Problem. Range to reproduce from the entries below: the line with "use std::fmt;", the line with "Compiled-in copy of", and every line in between. Give them exactly and give nothing else.

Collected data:
##############################

//! Search query types and prompt construction.
//!
//! The query mirrors the JSON the web front-end posts (camelCase field
//! names). Prompt wording is Vietnamese throughout — it targets domestic
//! listing sites and the models are told to answer in strict JSON.

use std::fmt;
use std::path::Path;

use serde::Deserialize;

use super::templates;

/// Compiled-in copy of `config/prompts/market_search_system.txt`.
const SYSTEM_PROMPT_FALLBACK: &str = r#"Bạn là chuyên gia thẩm định giá bất động sản, output ngắn gọn, tập trung vào giá trị thực tế. Kết quả trả về phải là một object JSON với các trường: - "giá trung bình": Giá trung bình khu vực theo đường, đơn vị VND/m2. - "các tin rao bán": Danh sách các tin rao bán bất động sản tương tự (cùng đường, diện tích tương tự, vị trí nhà phố/hẻm) từ các website bất động sản uy tín, mỗi tin gồm: tiêu đề, giá, diện tích, địa chỉ, link. Các dữ liệu cần được xem xét về yếu tố thời gian trong năm 2025 tháng 7. Không trả về bất kỳ link url ngoài trường "link" trong từng tin rao, không trả về text ngoài JSON."#;

// ── Query types ───────────────────────────────────────────────────────────────

/// Address split into administrative parts. Every part is optional —
/// geocoding regularly leaves gaps.
#[derive(Debug, Clone, Default, Deserialize)]
pub struct ParsedAddress {
    #[serde(default)]
    pub street: Option<String>,
    #[serde(default)]
    pub ward: Option<String>,
    #[serde(default)]
    pub district: Option<String>,
    #[serde(default)]
    pub city: Option<String>,
}

/// Numeric-or-text field — the front-end sends areas and widths both ways.
#[derive(Debug, Clone, Deserialize)]
#[serde(untagged)]
pub enum AreaValue {
    Number(f64),
    Text(String),
}

impl AreaValue {
    /// Mirrors the front-end truthiness check: zero and blank don't count.
    fn has_value(&self) -> bool {
        match self {
            AreaValue::Number(n) => *n != 0.0,
            AreaValue::Text(s) => !s.is_empty(),
        }
    }
}

impl fmt::Display for AreaValue {
    fn fmt(&self, f: &mut fmt::Formatter<'_>) -> fmt::Result {
        match self {
            AreaValue::Number(n) if n.fract() == 0.0 => write!(f, "{}", *n as i64),
            AreaValue::Number(n) => write!(f, "{n}"),
            AreaValue::Text(s) => f.write_str(s),
        }
    }
}

#[derive(Debug, Clone, Default, Deserialize)]
#[serde(rename_all = "camelCase")]
pub struct PropertyDetails {
    /// Front-end property type key (e.g. `town_house`, `land`).
    #[serde(default, rename = "type")]
    pub kind: Option<String>,
    /// Plot area in m².
    #[serde(default)]
    pub land_area: Option<AreaValue>,
    #[serde(default)]
    pub alley_type: Option<String>,
    #[serde(default)]
    pub lane_width: Option<AreaValue>,
}

/// Body of `POST /api/search`.
#[derive(Debug, Clone, Default, Deserialize)]
#[serde(rename_all = "camelCase")]
pub struct SearchQuery {
    /// Free-text location exactly as shown to the user.
    #[serde(default)]
    pub location: String,
    #[serde(default)]
    pub parsed_address: Option<ParsedAddress>,
    #[serde(default)]
    pub property_details: Option<PropertyDetails>,
    /// Street picked on the map — takes priority over the parsed street.
    #[serde(default)]
    pub street_name: Option<String>,
}

// ── Prompt construction ───────────────────────────────────────────────────────

/// Map a front-end property type to the slug wording used on the listing
/// sites the models index. Unknown types pass through unchanged.
pub fn property_type_slug(kind: &str) -> &str {
    match kind {
        "apartment" => "chung_cu",
        "lane_house" => "nha_hem_ngo",
        "town_house" => "nha_mat_pho",
        "land" => "ban_dat",
        "villa" => "biet_thu_lien_ke",
        "NORMAL" => "nha_mat_pho",
        other => other,
    }
}

/// Assemble the user prompt for a search query.
///
/// Word order matters to the models: street first, then ward, district and
/// city, then the property-type slug and the approximate area, closed by a
/// fixed ranking instruction.
pub fn build_user_prompt(query: &SearchQuery) -> String {
    let addr = query.parsed_address.as_ref();
    let street = query
        .street_name
        .as_deref()
        .filter(|s| !s.is_empty())
        .or_else(|| addr.and_then(|a| a.street.as_deref()).filter(|s| !s.is_empty()));
    let slug = query
        .property_details
        .as_ref()
        .and_then(|d| d.kind.as_deref())
        .filter(|k| !k.is_empty())
        .map(property_type_slug);
    let area = query
        .property_details
        .as_ref()
        .and_then(|d| d.land_area.as_ref())
        .filter(|a| a.has_value());

    let mut prompt = String::from("Tìm kiếm các bất động sản ");
    if let Some(street) = street {
        prompt.push_str(street);
        prompt.push(' ');
    }
    for part in [
        addr.and_then(|a| a.ward.as_deref()),
        addr.and_then(|a| a.district.as_deref()),
        addr.and_then(|a| a.city.as_deref()),
    ] {
        if let Some(part) = part.filter(|p| !p.is_empty()) {
            prompt.push_str(part);
            prompt.push(' ');
        }
    }
    if let Some(slug) = slug {
        prompt.push_str(slug);
    }
    if let Some(area) = area {
        prompt.push_str(&format!(" diện tích khoảng {area} m2"));
    }
    prompt.push_str(&format!(
        ". Tìm kiếm ưu tiên thứ tự các tin cùng đường, cùng loại bất động sản ({}), diện tích tương tự (±10%). Trả về đúng định dạng JSON như hướng dẫn.",
        slug.unwrap_or("")
    ));
    prompt
}

/// System prompt for the market-search completion, loaded from
/// `market_search_system.txt` with a compiled-in fallback.
pub fn system_prompt(prompts_dir: &Path) -> String {
    templates::load_or(prompts_dir, "market_search_system.txt", SYSTEM_PROMPT_FALLBACK)
}
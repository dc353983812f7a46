//! Template file loading with compiled-in fallbacks.
//!
//! Templates live under the configured prompts directory so operators can
//! edit wording without a rebuild; each caller supplies an inline fallback
//! so a missing file never breaks a search. Variable substitution uses
//! `{{key}}` syntax.

use std::fs;
use std::path::Path;

/// Load `name` from `dir`, trimmed. Falls back to the compiled-in text when
/// the file is missing, unreadable, or blank.
pub(super) fn load_or(dir: &Path, name: &str, fallback: &str) -> String {
    let path = dir.join(name);
    match fs::read_to_string(&path) {
        Ok(text) => {
            let trimmed = text.trim().to_string();
            if !trimmed.is_empty() {
                return trimmed;
            }
            tracing::debug!("template '{}' is blank — using built-in text", path.display());
        }
        Err(_) => {
            tracing::debug!("template '{}' not found — using built-in text", path.display());
        }
    }
    fallback.trim().to_string()
}

/// Replace each `{{key}}` placeholder with its value.
pub(super) fn substitute(template: &str, vars: &[(&str, &str)]) -> String {
    let mut out = template.to_string();
    for (key, value) in vars {
        let placeholder = format!("{{{{{key}}}}}");
        out = out.replace(&placeholder, value);
    }
    out
}
// ============================================================================
// tailcut-core/src/config/builder.rs
// ============================================================================
//
// CONFIGURATION BUILDER: Builder Pattern for CoreConfig
//
// Fluent API over CoreConfig. Unset paths fall back to the defaults of
// CoreConfig; every other field starts from its documented default.

// ---- Standard library imports ----
use std::path::PathBuf;

// ---- Internal crate imports ----
use super::{BlackDetectParams, BrightnessScanParams, CoreConfig, DetectorKind, PipelineMode};

/// Builder for creating CoreConfig instances.
///
/// # Examples
///
/// ```rust
/// use tailcut_core::config::{CoreConfigBuilder, PipelineMode};
/// use std::path::PathBuf;
///
/// let config = CoreConfigBuilder::new()
///     .input_dir(PathBuf::from("/path/to/input"))
///     .output_dir(PathBuf::from("/path/to/output"))
///     .mode(PipelineMode::FixedOffset)
///     .fixed_offset_secs(25.0)
///     .build();
///
/// assert_eq!(config.fixed_offset_secs, 25.0);
/// assert!(config.validate().is_ok());
/// ```
#[derive(Debug, Clone)]
pub struct CoreConfigBuilder {
    // Required fields
    input_dir: Option<PathBuf>,
    output_dir: Option<PathBuf>,
    log_dir: Option<PathBuf>,

    // Optional directory fields
    temp_dir: Option<PathBuf>,

    // Optional fields with defaults
    extension: String,
    mode: PipelineMode,
    detector: DetectorKind,
    fixed_offset_secs: f64,
    black_detect: BlackDetectParams,
    brightness: BrightnessScanParams,
    keep_intermediate: bool,
}

impl Default for CoreConfigBuilder {
    fn default() -> Self {
        Self::new()
    }
}

impl CoreConfigBuilder {
    /// Creates a new CoreConfigBuilder with default values.
    pub fn new() -> Self {
        Self {
            input_dir: None,
            output_dir: None,
            log_dir: None,
            temp_dir: None,
            extension: super::DEFAULT_EXTENSION.to_string(),
            mode: PipelineMode::default(),
            detector: DetectorKind::default(),
            fixed_offset_secs: super::DEFAULT_FIXED_OFFSET_SECS,
            black_detect: BlackDetectParams::default(),
            brightness: BrightnessScanParams::default(),
            keep_intermediate: false,
        }
    }

    /// Sets the input directory.
    pub fn input_dir(mut self, input_dir: PathBuf) -> Self {
        self.input_dir = Some(input_dir);
        self
    }

    /// Sets the output directory.
    pub fn output_dir(mut self, output_dir: PathBuf) -> Self {
        self.output_dir = Some(output_dir);
        self
    }

    /// Sets the log directory. Defaults to `<output_dir>/logs`.
    pub fn log_dir(mut self, log_dir: PathBuf) -> Self {
        self.log_dir = Some(log_dir);
        self
    }

    /// Sets the base directory for intermediate files.
    pub fn temp_dir(mut self, temp_dir: PathBuf) -> Self {
        self.temp_dir = Some(temp_dir);
        self
    }

    /// Sets the extension of the files to process (with or without a leading dot).
    pub fn extension(mut self, extension: &str) -> Self {
        self.extension = extension.trim_start_matches('.').to_string();
        self
    }

    pub fn mode(mut self, mode: PipelineMode) -> Self {
        self.mode = mode;
        self
    }

    pub fn detector(mut self, detector: DetectorKind) -> Self {
        self.detector = detector;
        self
    }

    pub fn fixed_offset_secs(mut self, secs: f64) -> Self {
        self.fixed_offset_secs = secs;
        self
    }

    /// Sets the blackdetect `pic_th` ratio.
    pub fn picture_threshold(mut self, threshold: f64) -> Self {
        self.black_detect.picture_threshold = threshold;
        self
    }

    /// Sets the blackdetect `pix_th` ratio.
    pub fn pixel_threshold(mut self, threshold: f64) -> Self {
        self.black_detect.pixel_threshold = threshold;
        self
    }

    /// Sets the blackdetect minimum black run length.
    pub fn min_black_duration(mut self, secs: f64) -> Self {
        self.black_detect.min_duration = secs;
        self
    }

    /// Sets which black region, counted from the last, becomes the cut point.
    pub fn region_from_end(mut self, position: usize) -> Self {
        self.black_detect.region_from_end = position;
        self
    }

    pub fn use_hw_decode(mut self, enable: bool) -> Self {
        self.black_detect.use_hw_decode = enable;
        self
    }

    pub fn brightness_threshold(mut self, threshold: u8) -> Self {
        self.brightness.threshold = threshold;
        self
    }

    pub fn search_secs(mut self, secs: f64) -> Self {
        self.brightness.search_secs = secs;
        self
    }

    pub fn keep_intermediate(mut self, keep: bool) -> Self {
        self.keep_intermediate = keep;
        self
    }

    /// Builds the CoreConfig instance.
    pub fn build(self) -> CoreConfig {
        let defaults = CoreConfig::default();
        let output_dir = self.output_dir.unwrap_or(defaults.output_dir);
        let log_dir = self.log_dir.unwrap_or_else(|| output_dir.join("logs"));

        CoreConfig {
            input_dir: self.input_dir.unwrap_or(defaults.input_dir),
            output_dir,
            log_dir,
            temp_dir: self.temp_dir,
            extension: self.extension,
            mode: self.mode,
            detector: self.detector,
            fixed_offset_secs: self.fixed_offset_secs,
            black_detect: self.black_detect,
            brightness: self.brightness,
            keep_intermediate: self.keep_intermediate,
        }
    }
}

##############################

Written reply.
use std::fmt;
use std::path::Path;

use serde::Deserialize;

use super::templates;

/// Compiled-in copy of `config/prompts/market_search_system.txt`.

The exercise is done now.